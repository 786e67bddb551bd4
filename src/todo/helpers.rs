use crate::internal_error::{InternalError, InternalResult};

use super::data::*;

/// Millisecond timestamp, bumped past the largest id already in use.
pub fn next_todo_id(todos: &[Todo], now_millis: i64) -> TodoID {
    let after_last = todos
        .iter()
        .map(|todo| todo.id)
        .max()
        .map_or(1, |id| id.saturating_add(1));

    now_millis.max(after_last)
}

pub fn create_todo(
    todos: &mut Vec<Todo>,
    new_todo: NewTodo,
    now_millis: i64,
) -> InternalResult<Todo> {
    if !new_todo.priority.any() {
        return Err(InternalError::NoPriority);
    }

    let todo = new_todo.into_todo(next_todo_id(todos, now_millis));
    todos.push(todo.clone());

    Ok(todo)
}

pub fn find_todo_mut(todos: &mut [Todo], todo_id: TodoID) -> InternalResult<&mut Todo> {
    todos
        .iter_mut()
        .find(|todo| todo.id == todo_id)
        .ok_or(InternalError::NotFound(todo_id))
}

pub fn remove_todo(todos: &mut Vec<Todo>, todo_id: TodoID) -> InternalResult<Todo> {
    match todos.iter().position(|todo| todo.id == todo_id) {
        Some(index) => Ok(todos.remove(index)),
        None => Err(InternalError::NotFound(todo_id)),
    }
}

pub fn mark_complete(todos: &mut [Todo], todo_id: TodoID) -> InternalResult<()> {
    find_todo_mut(todos, todo_id)?.status = STATUS_COMPLETE.to_string();
    Ok(())
}

// Priority is not re-validated here: a patch may clear every flag.
pub fn update_todo(
    todos: &mut [Todo],
    todo_id: TodoID,
    patch: TodoPatch,
) -> InternalResult<Todo> {
    let todo = find_todo_mut(todos, todo_id)?;
    todo.apply(patch);
    Ok(todo.clone())
}
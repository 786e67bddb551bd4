use ::figment::providers::{Env, Format, Serialized, Toml};
use ::figment::Figment;

use std::path::Path;

use crate::config::app_config::AppConfig;

pub const APP_CONFIG_ENV_PREFIX: &str = "TODOS_";

pub trait FigmentExt {
    fn setup_app_config(self, config_file: impl AsRef<Path>) -> Figment;
}

impl FigmentExt for Figment {
    fn setup_app_config(self, config_file: impl AsRef<Path>) -> Figment {
        self.merge(Serialized::defaults(AppConfig::default()))
            .merge(Toml::file(config_file))
            .merge(Env::prefixed(APP_CONFIG_ENV_PREFIX).global())
    }
}
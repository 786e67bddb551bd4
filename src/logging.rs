/// Filtered with `RUST_LOG`, defaulting to `info`.
pub fn init_logging() {
    env_logger::Builder::from_env(env_logger::Env::default().default_filter_or("info")).init()
}
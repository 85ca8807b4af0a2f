//! Discovery Service Metrics
//!
//! Prometheus metrics for ranking queries, interaction ingestion and
//! preference synthesis, plus HTTP request accounting.

use actix_web::HttpResponse;
use once_cell::sync::Lazy;
use prometheus::{
    register_histogram_vec, register_int_counter_vec, Encoder, HistogramVec, IntCounterVec,
    TextEncoder,
};
use std::time::Duration;

static HTTP_REQUESTS_TOTAL: Lazy<IntCounterVec> = Lazy::new(|| {
    register_int_counter_vec!(
        "discovery_http_requests_total",
        "Total HTTP requests handled by discovery-service",
        &["method", "path", "status"]
    )
    .expect("Failed to register discovery http requests metric")
});

static HTTP_REQUEST_DURATION_SECONDS: Lazy<HistogramVec> = Lazy::new(|| {
    register_histogram_vec!(
        "discovery_http_request_duration_seconds",
        "HTTP request latency for discovery-service",
        &["method", "path", "status"],
        vec![0.001, 0.005, 0.01, 0.025, 0.05, 0.1, 0.25, 0.5, 1.0, 2.5]
    )
    .expect("Failed to register discovery http duration metric")
});

static QUERIES_TOTAL: Lazy<IntCounterVec> = Lazy::new(|| {
    register_int_counter_vec!(
        "discovery_queries_total",
        "Ranked discovery queries by sort mode and outcome",
        &["sort_mode", "status"]
    )
    .expect("Failed to register discovery queries metric")
});

static QUERY_DURATION_SECONDS: Lazy<HistogramVec> = Lazy::new(|| {
    register_histogram_vec!(
        "discovery_query_duration_seconds",
        "Page plus count latency per sort mode",
        &["sort_mode"],
        vec![0.005, 0.01, 0.025, 0.05, 0.1, 0.25, 0.5, 1.0, 2.5, 5.0]
    )
    .expect("Failed to register discovery query duration metric")
});

static INTERACTION_EVENTS_TOTAL: Lazy<IntCounterVec> = Lazy::new(|| {
    register_int_counter_vec!(
        "discovery_interaction_events_total",
        "Interaction events by type and outcome (applied/deduplicated/dropped)",
        &["interaction_type", "status"]
    )
    .expect("Failed to register discovery interaction events metric")
});

static PREFERENCE_SYNTHESIS_TOTAL: Lazy<IntCounterVec> = Lazy::new(|| {
    register_int_counter_vec!(
        "discovery_preference_synthesis_total",
        "Preference embedding synthesis runs by outcome",
        &["status"]
    )
    .expect("Failed to register discovery preference synthesis metric")
});

pub fn observe_http_request(method: &str, path: &str, status: u16, elapsed: Duration) {
    let status_label = status.to_string();
    HTTP_REQUESTS_TOTAL
        .with_label_values(&[method, path, &status_label])
        .inc();
    HTTP_REQUEST_DURATION_SECONDS
        .with_label_values(&[method, path, &status_label])
        .observe(elapsed.as_secs_f64());
}

/// Record one ranked query; `status` is `ok` or an error code
pub fn record_query(sort_mode: &str, status: &str, elapsed: Duration) {
    QUERIES_TOTAL.with_label_values(&[sort_mode, status]).inc();
    QUERY_DURATION_SECONDS
        .with_label_values(&[sort_mode])
        .observe(elapsed.as_secs_f64());
}

pub fn record_interaction_event(interaction_type: &str, status: &str) {
    INTERACTION_EVENTS_TOTAL
        .with_label_values(&[interaction_type, status])
        .inc();
}

pub fn record_preference_synthesis(status: &str) {
    PREFERENCE_SYNTHESIS_TOTAL.with_label_values(&[status]).inc();
}

pub async fn serve_metrics() -> HttpResponse {
    let encoder = TextEncoder::new();
    let metric_families = prometheus::gather();

    let mut buffer = Vec::new();
    if let Err(err) = encoder.encode(&metric_families, &mut buffer) {
        return HttpResponse::InternalServerError().body(err.to_string());
    }

    HttpResponse::Ok()
        .content_type(encoder.format_type())
        .body(buffer)
}
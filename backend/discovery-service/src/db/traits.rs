use async_trait::async_trait;
use chrono::{DateTime, Utc};
use std::collections::{HashMap, HashSet};
use uuid::Uuid;

use crate::error::Result;
use crate::models::{
    EmbeddingVector, InteractionDelta, InteractionScore, ItemCategory, OriginalType,
    RankedListing, StoredEmbedding,
};
use crate::services::ranked_query::QueryPlan;

/// Fixed-width vectors keyed by `(original_id, original_type)`
#[async_trait]
pub trait EmbeddingStore: Send + Sync {
    async fn get(
        &self,
        original_id: Uuid,
        original_type: OriginalType,
    ) -> Result<Option<StoredEmbedding>>;

    /// Fully replace the stored vector.
    /// Returns `false` when the stored row carries a newer `source_at` and was kept.
    async fn replace(
        &self,
        original_id: Uuid,
        original_type: OriginalType,
        embedding: &EmbeddingVector,
        source_at: DateTime<Utc>,
    ) -> Result<bool>;

    /// Remove the stored vector under the same `source_at` guard as `replace`.
    /// Returns `false` when nothing was removed.
    async fn delete(
        &self,
        original_id: Uuid,
        original_type: OriginalType,
        source_at: DateTime<Utc>,
    ) -> Result<bool>;

    /// Ids of `original_type` rows closest to `query` by cosine distance, nearest first
    async fn nearest(
        &self,
        query: &EmbeddingVector,
        original_type: OriginalType,
        limit: i64,
    ) -> Result<Vec<(Uuid, f64)>>;

    /// Read-only reference vector per category
    async fn category_references(&self) -> Result<HashMap<ItemCategory, EmbeddingVector>>;
}

/// Per (member, category) implicit affinity rows
#[async_trait]
pub trait InteractionScoreStore: Send + Sync {
    /// Atomically decay the stored score to `at`, add `delta.score` and clamp at zero.
    /// Returns the new score.
    async fn apply(
        &self,
        member_id: Uuid,
        category: ItemCategory,
        delta: InteractionDelta,
        at: DateTime<Utc>,
        lambda_per_day: f64,
    ) -> Result<f64>;

    async fn scores_for_member(&self, member_id: Uuid) -> Result<Vec<InteractionScore>>;

    /// Record a view of `item_id` on `at`'s UTC date and apply `delta` in one
    /// transaction. Returns `None` when the member already viewed the item that day;
    /// a failed apply leaves no view recorded.
    async fn apply_item_view(
        &self,
        member_id: Uuid,
        item_id: Uuid,
        category: ItemCategory,
        delta: InteractionDelta,
        at: DateTime<Utc>,
        lambda_per_day: f64,
    ) -> Result<Option<f64>>;
}

/// Member-to-member block relations
#[async_trait]
pub trait BlockRelationProvider: Send + Sync {
    /// Members blocked by, or blocking, `member_id`
    async fn blocked_pairs(&self, member_id: Uuid) -> Result<HashSet<Uuid>>;
}

/// Explicit category selections
#[async_trait]
pub trait PreferenceStore: Send + Sync {
    async fn explicit_categories(&self, member_id: Uuid) -> Result<HashSet<ItemCategory>>;

    async fn replace_explicit_categories(
        &self,
        member_id: Uuid,
        categories: &HashSet<ItemCategory>,
    ) -> Result<()>;
}

/// Listing reads for discovery
#[async_trait]
pub trait ListingStore: Send + Sync {
    /// One page plus the exact total, read from a single snapshot
    async fn fetch_ranked(&self, plan: &QueryPlan) -> Result<(Vec<RankedListing>, i64)>;

    async fn find_listing(&self, item_id: Uuid) -> Result<Option<RankedListing>>;
}
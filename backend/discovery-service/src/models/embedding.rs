use chrono::{DateTime, Utc};
use serde::{Deserialize, Serialize};
use uuid::Uuid;

use super::OriginalType;

/// Width of every stored vector (sentence-embedding model output)
pub const EMBEDDING_DIMENSION: usize = 384;

/// Fixed-width embedding vector
///
/// The length is checked on construction, so any two values can be compared
/// without re-validating. Persisted in pgvector text form `[f1,f2,...]`.
#[derive(Debug, Clone, PartialEq, Serialize, Deserialize)]
#[serde(try_from = "Vec<f32>", into = "Vec<f32>")]
pub struct EmbeddingVector(Vec<f32>);

impl EmbeddingVector {
    pub fn new(values: Vec<f32>) -> Result<Self, String> {
        if values.len() != EMBEDDING_DIMENSION {
            return Err(format!(
                "embedding must have {} dimensions, got {}",
                EMBEDDING_DIMENSION,
                values.len()
            ));
        }
        if values.iter().any(|v| !v.is_finite()) {
            return Err("embedding contains non-finite values".to_string());
        }
        Ok(Self(values))
    }

    pub fn zeros() -> Self {
        Self(vec![0.0; EMBEDDING_DIMENSION])
    }

    /// Unit vector along `axis`; handy for fixtures and reference seeds
    pub fn basis(axis: usize) -> Self {
        let mut values = vec![0.0; EMBEDDING_DIMENSION];
        values[axis % EMBEDDING_DIMENSION] = 1.0;
        Self(values)
    }

    pub fn as_slice(&self) -> &[f32] {
        &self.0
    }

    pub fn norm(&self) -> f64 {
        self.0
            .iter()
            .map(|v| f64::from(*v) * f64::from(*v))
            .sum::<f64>()
            .sqrt()
    }

    /// Cosine distance (`1 - cos θ`), same semantics as pgvector `<=>`
    ///
    /// Returns `None` when either side has zero norm.
    pub fn cosine_distance(&self, other: &EmbeddingVector) -> Option<f64> {
        let (a, b) = (self.norm(), other.norm());
        if a == 0.0 || b == 0.0 {
            return None;
        }
        let dot: f64 = self
            .0
            .iter()
            .zip(other.0.iter())
            .map(|(x, y)| f64::from(*x) * f64::from(*y))
            .sum();
        Some(1.0 - dot / (a * b))
    }

    /// Weighted mean of `vectors`, `Σ wᵢ·vᵢ / Σ wᵢ`
    ///
    /// Entries with non-positive weight are ignored. Returns `None` when no
    /// weight remains or the mean collapses to the zero vector.
    pub fn weighted_average<'a, I>(vectors: I) -> Option<EmbeddingVector>
    where
        I: IntoIterator<Item = (&'a EmbeddingVector, f64)>,
    {
        let mut acc = vec![0.0f64; EMBEDDING_DIMENSION];
        let mut total_weight = 0.0f64;

        for (vector, weight) in vectors {
            if !(weight.is_finite() && weight > 0.0) {
                continue;
            }
            for (slot, v) in acc.iter_mut().zip(vector.0.iter()) {
                *slot += weight * f64::from(*v);
            }
            total_weight += weight;
        }

        if total_weight <= 0.0 {
            return None;
        }

        let averaged = EmbeddingVector(
            acc.into_iter()
                .map(|v| (v / total_weight) as f32)
                .collect(),
        );
        if averaged.norm() == 0.0 {
            return None;
        }
        Some(averaged)
    }

    /// pgvector text literal, e.g. `[0.1,0.2,0.3]`
    pub fn to_literal(&self) -> String {
        let mut out = String::with_capacity(self.0.len() * 10 + 2);
        out.push('[');
        for (i, v) in self.0.iter().enumerate() {
            if i > 0 {
                out.push(',');
            }
            out.push_str(&v.to_string());
        }
        out.push(']');
        out
    }

    pub fn parse_literal(literal: &str) -> Result<Self, String> {
        let inner = literal
            .trim()
            .strip_prefix('[')
            .and_then(|s| s.strip_suffix(']'))
            .ok_or_else(|| format!("malformed vector literal: {:.32}", literal))?;

        let values = inner
            .split(',')
            .map(|part| {
                part.trim()
                    .parse::<f32>()
                    .map_err(|e| format!("bad vector component {:?}: {}", part, e))
            })
            .collect::<Result<Vec<f32>, String>>()?;

        Self::new(values)
    }
}

impl TryFrom<Vec<f32>> for EmbeddingVector {
    type Error = String;

    fn try_from(values: Vec<f32>) -> Result<Self, Self::Error> {
        Self::new(values)
    }
}

impl From<EmbeddingVector> for Vec<f32> {
    fn from(vector: EmbeddingVector) -> Self {
        vector.0
    }
}

/// A persisted embedding row
#[derive(Debug, Clone, PartialEq)]
pub struct StoredEmbedding {
    pub original_id: Uuid,
    pub original_type: OriginalType,
    pub embedding: EmbeddingVector,
    /// Instant the synthesis inputs were read; `None` for content vectors
    pub source_at: Option<DateTime<Utc>>,
    pub updated_at: DateTime<Utc>,
}
use async_trait::async_trait;
use sqlx::PgPool;
use std::collections::HashSet;
use uuid::Uuid;

use super::traits::BlockRelationProvider;
use crate::error::Result;

/// Block relations stored in `member_block`
#[derive(Clone)]
pub struct PgBlockRelationProvider {
    pool: PgPool,
}

impl PgBlockRelationProvider {
    pub fn new(pool: PgPool) -> Self {
        Self { pool }
    }
}

#[async_trait]
impl BlockRelationProvider for PgBlockRelationProvider {
    async fn blocked_pairs(&self, member_id: Uuid) -> Result<HashSet<Uuid>> {
        let ids: Vec<Uuid> = sqlx::query_scalar(
            r#"
            SELECT blocked_member_id FROM member_block WHERE blocker_member_id = $1
            UNION
            SELECT blocker_member_id FROM member_block WHERE blocked_member_id = $1
            "#,
        )
        .bind(member_id)
        .fetch_all(&self.pool)
        .await?;

        Ok(ids.into_iter().collect())
    }
}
§ §
* [Your assignment]
Write out every line of the preceding listing that contains "PartialEq".

* [Answer to the exercise]
#[derive(Debug, Clone, PartialEq, Serialize, Deserialize)]
#[derive(Debug, Clone, PartialEq)]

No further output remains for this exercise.